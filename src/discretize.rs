//! Discrete-format rules: bucket a continuous feature value into a label.
//!
//! Rule grammar (one delimiter per rule string):
//!
//! | Rule | Predicate |
//! |------|-----------|
//! | `"lo-hi"` | `lo < v < hi` (a leading `-` is a sign) |
//! | `"lo_hi"` | `lo <= v <= hi` |
//! | `"b<"` | `b < v` |
//! | `"b>"` | `b > v` |
//!
//! Rules are evaluated in order and the first match wins.
//!
//! Label [`RESERVED_LABEL`] (`-1`) is not allowed: in a feature vector it is
//! the encoding of [`Value::NoMatch`].

use std::fmt;
use std::str::FromStr;

use serde::{Deserialize, Serialize};

use crate::errors::{Result, SocialMeterError};
use crate::types::{Value, NO_MATCH_FEATURE};

/// The label that [`Value::NoMatch`] becomes in a feature vector.
pub const RESERVED_LABEL: i64 = NO_MATCH_FEATURE as i64;

/// One parsed range predicate.
#[derive(Debug, Clone, Copy, PartialEq, Serialize, Deserialize)]
#[serde(tag = "kind", rename_all = "snake_case")]
pub enum DiscreteRule {
    /// `lo < v < hi`
    Exclusive { lo: f64, hi: f64 },
    /// `lo <= v <= hi`
    Inclusive { lo: f64, hi: f64 },
    /// `bound < v`
    GreaterThan { bound: f64 },
    /// `bound > v`
    LessThan { bound: f64 },
}

impl DiscreteRule {
    #[inline]
    pub fn matches(&self, v: f64) -> bool {
        match *self {
            DiscreteRule::Exclusive { lo, hi } => lo < v && v < hi,
            DiscreteRule::Inclusive { lo, hi } => lo <= v && v <= hi,
            DiscreteRule::GreaterThan { bound } => bound < v,
            DiscreteRule::LessThan { bound } => bound > v,
        }
    }
}

fn parse_bound(rule: &str, raw: &str) -> Result<f64> {
    let value: f64 = raw.trim().parse().map_err(|_| {
        SocialMeterError::invalid_rule(rule, format!("bound '{raw}' is not a number"))
    })?;
    if value.is_nan() {
        return Err(SocialMeterError::invalid_rule(rule, "bound is NaN"));
    }
    Ok(value)
}

impl FromStr for DiscreteRule {
    type Err = SocialMeterError;

    fn from_str(s: &str) -> Result<Self> {
        let rule = s.trim();
        if rule.is_empty() {
            return Err(SocialMeterError::invalid_rule(s, "rule is empty"));
        }

        if let Some(bound) = rule.strip_suffix('<') {
            return Ok(DiscreteRule::GreaterThan {
                bound: parse_bound(s, bound)?,
            });
        }
        if let Some(bound) = rule.strip_suffix('>') {
            return Ok(DiscreteRule::LessThan {
                bound: parse_bound(s, bound)?,
            });
        }
        if let Some((lo, hi)) = rule.split_once('_') {
            return Ok(DiscreteRule::Inclusive {
                lo: parse_bound(s, lo)?,
                hi: parse_bound(s, hi)?,
            });
        }
        // A leading `-` is a sign, and exponents (`1e-3`) carry their own
        // `-`, so the delimiter is the first `-` that leaves two numbers.
        let mut first_err = None;
        for (i, _) in rule.char_indices().skip(1).filter(|&(_, c)| c == '-') {
            match (parse_bound(s, &rule[..i]), parse_bound(s, &rule[i + 1..])) {
                (Ok(lo), Ok(hi)) => return Ok(DiscreteRule::Exclusive { lo, hi }),
                (Err(e), _) | (_, Err(e)) => {
                    first_err.get_or_insert(e);
                }
            }
        }
        if let Some(err) = first_err {
            return Err(err);
        }

        Err(SocialMeterError::invalid_rule(
            s,
            "matches no known format (lo-hi, lo_hi, bound<, bound>)",
        ))
    }
}

impl fmt::Display for DiscreteRule {
    fn fmt(&self, f: &mut fmt::Formatter<'_>) -> fmt::Result {
        match self {
            DiscreteRule::Exclusive { lo, hi } => write!(f, "{lo}-{hi}"),
            DiscreteRule::Inclusive { lo, hi } => write!(f, "{lo}_{hi}"),
            DiscreteRule::GreaterThan { bound } => write!(f, "{bound}<"),
            DiscreteRule::LessThan { bound } => write!(f, "{bound}>"),
        }
    }
}

/// Ordered `(rule, label)` pairs.
#[derive(Debug, Clone, Default, PartialEq, Serialize, Deserialize)]
pub struct Discretizer {
    rules: Vec<(DiscreteRule, i64)>,
}

impl Discretizer {
    /// Parse `rules` and pair them with `labels`.
    ///
    /// Fails with `InvalidRule` on the first unparsable rule and with
    /// `InvalidConfig` when the two lists differ in length or a label is
    /// [`RESERVED_LABEL`].
    pub fn new<S: AsRef<str>>(rules: &[S], labels: &[i64]) -> Result<Self> {
        if rules.len() != labels.len() {
            return Err(SocialMeterError::invalid_config(format!(
                "{} discrete rule(s) but {} label(s)",
                rules.len(),
                labels.len()
            )));
        }
        if labels.contains(&RESERVED_LABEL) {
            return Err(SocialMeterError::invalid_config(format!(
                "label {RESERVED_LABEL} is reserved for values no rule matches"
            )));
        }
        let rules = rules
            .iter()
            .zip(labels)
            .map(|(r, &label)| r.as_ref().parse::<DiscreteRule>().map(|rule| (rule, label)))
            .collect::<Result<Vec<_>>>()?;
        Ok(Self { rules })
    }

    pub fn is_empty(&self) -> bool {
        self.rules.is_empty()
    }

    pub fn len(&self) -> usize {
        self.rules.len()
    }

    pub fn rules(&self) -> &[(DiscreteRule, i64)] {
        &self.rules
    }

    /// Bucket `value`: the first matching rule's label, the raw value when no
    /// rules are configured, [`Value::NoMatch`] otherwise.
    pub fn apply(&self, value: f64) -> Value {
        if self.rules.is_empty() {
            return Value::Number(value);
        }
        self.rules
            .iter()
            .find(|(rule, _)| rule.matches(value))
            .map(|&(_, label)| Value::Label(label))
            .unwrap_or(Value::NoMatch)
    }
}

#[cfg(test)]
mod tests {
    use super::*;

    #[test]
    fn test_parse_each_grammar() {
        assert_eq!(
            "0_2".parse::<DiscreteRule>().unwrap(),
            DiscreteRule::Inclusive { lo: 0.0, hi: 2.0 }
        );
        assert_eq!(
            "1-4".parse::<DiscreteRule>().unwrap(),
            DiscreteRule::Exclusive { lo: 1.0, hi: 4.0 }
        );
        assert_eq!(
            "3<".parse::<DiscreteRule>().unwrap(),
            DiscreteRule::GreaterThan { bound: 3.0 }
        );
        assert_eq!(
            "0.5>".parse::<DiscreteRule>().unwrap(),
            DiscreteRule::LessThan { bound: 0.5 }
        );
    }

    #[test]
    fn test_exponent_bounds() {
        assert_eq!(
            "1e-3-5".parse::<DiscreteRule>().unwrap(),
            DiscreteRule::Exclusive { lo: 0.001, hi: 5.0 }
        );
        assert_eq!(
            "-1e-2-2e-1".parse::<DiscreteRule>().unwrap(),
            DiscreteRule::Exclusive { lo: -0.01, hi: 0.2 }
        );
        assert_eq!(
            "1e-3_5".parse::<DiscreteRule>().unwrap(),
            DiscreteRule::Inclusive { lo: 0.001, hi: 5.0 }
        );
        assert!("1e-x-5".parse::<DiscreteRule>().is_err());
    }

    #[test]
    fn test_negative_lower_bound() {
        assert_eq!(
            "-5-5".parse::<DiscreteRule>().unwrap(),
            DiscreteRule::Exclusive { lo: -5.0, hi: 5.0 }
        );
        assert_eq!(
            "-2--1".parse::<DiscreteRule>().unwrap(),
            DiscreteRule::Exclusive { lo: -2.0, hi: -1.0 }
        );
    }

    #[test]
    fn test_invalid_rules() {
        for bad in ["3<5", "abc", "", "1_x", "_"] {
            let err = bad.parse::<DiscreteRule>().unwrap_err();
            assert!(
                matches!(err, SocialMeterError::InvalidRule { .. }),
                "{bad:?} gave {err:?}"
            );
        }
    }

    #[test]
    fn test_first_match_wins() {
        let d = Discretizer::new(&["0_10", "5_5"], &[7, 9]).unwrap();
        assert_eq!(d.apply(5.0), Value::Label(7));
    }

    #[test]
    fn test_no_match_and_no_rules() {
        let d = Discretizer::new(&["0_2", "3<"], &[0, 1]).unwrap();
        assert_eq!(d.apply(1.0), Value::Label(0));
        assert_eq!(d.apply(3.0), Value::NoMatch);
        assert_eq!(d.apply(4.0), Value::Label(1));

        let empty = Discretizer::new::<&str>(&[], &[]).unwrap();
        assert_eq!(empty.apply(3.5), Value::Number(3.5));
    }

    #[test]
    fn test_exclusive_bounds_are_open() {
        let d = Discretizer::new(&["1-4"], &[1]).unwrap();
        assert_eq!(d.apply(1.0), Value::NoMatch);
        assert_eq!(d.apply(2.0), Value::Label(1));
        assert_eq!(d.apply(4.0), Value::NoMatch);
    }

    #[test]
    fn test_length_mismatch_is_config_error() {
        let err = Discretizer::new(&["0_1"], &[0, 1]).unwrap_err();
        assert!(matches!(err, SocialMeterError::InvalidConfig { .. }));
    }

    #[test]
    fn test_no_match_label_is_reserved() {
        let err = Discretizer::new(&["0_1", "1<"], &[0, RESERVED_LABEL]).unwrap_err();
        assert!(matches!(err, SocialMeterError::InvalidConfig { .. }));
        assert_eq!(
            Value::NoMatch.as_feature().unwrap(),
            RESERVED_LABEL as f64
        );
        assert!(Discretizer::new(&["0_1", "1<"], &[0, -2]).is_ok());
    }
}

━━━

## Directions
Could you restate, word for word, the lines above from the one with "assert_eq!(d.apply(3.0), Value::NoMatch);" to the one with "assert_eq!(d.apply(2.0), Value::Label(1));", both included?

## Result of this task
        assert_eq!(d.apply(3.0), Value::NoMatch);
        assert_eq!(d.apply(4.0), Value::Label(1));

        let empty = Discretizer::new::<&str>(&[], &[]).unwrap();
        assert_eq!(empty.apply(3.5), Value::Number(3.5));
    }

    #[test]
    fn test_exclusive_bounds_are_open() {
        let d = Discretizer::new(&["1-4"], &[1]).unwrap();
        assert_eq!(d.apply(1.0), Value::NoMatch);
        assert_eq!(d.apply(2.0), Value::Label(1));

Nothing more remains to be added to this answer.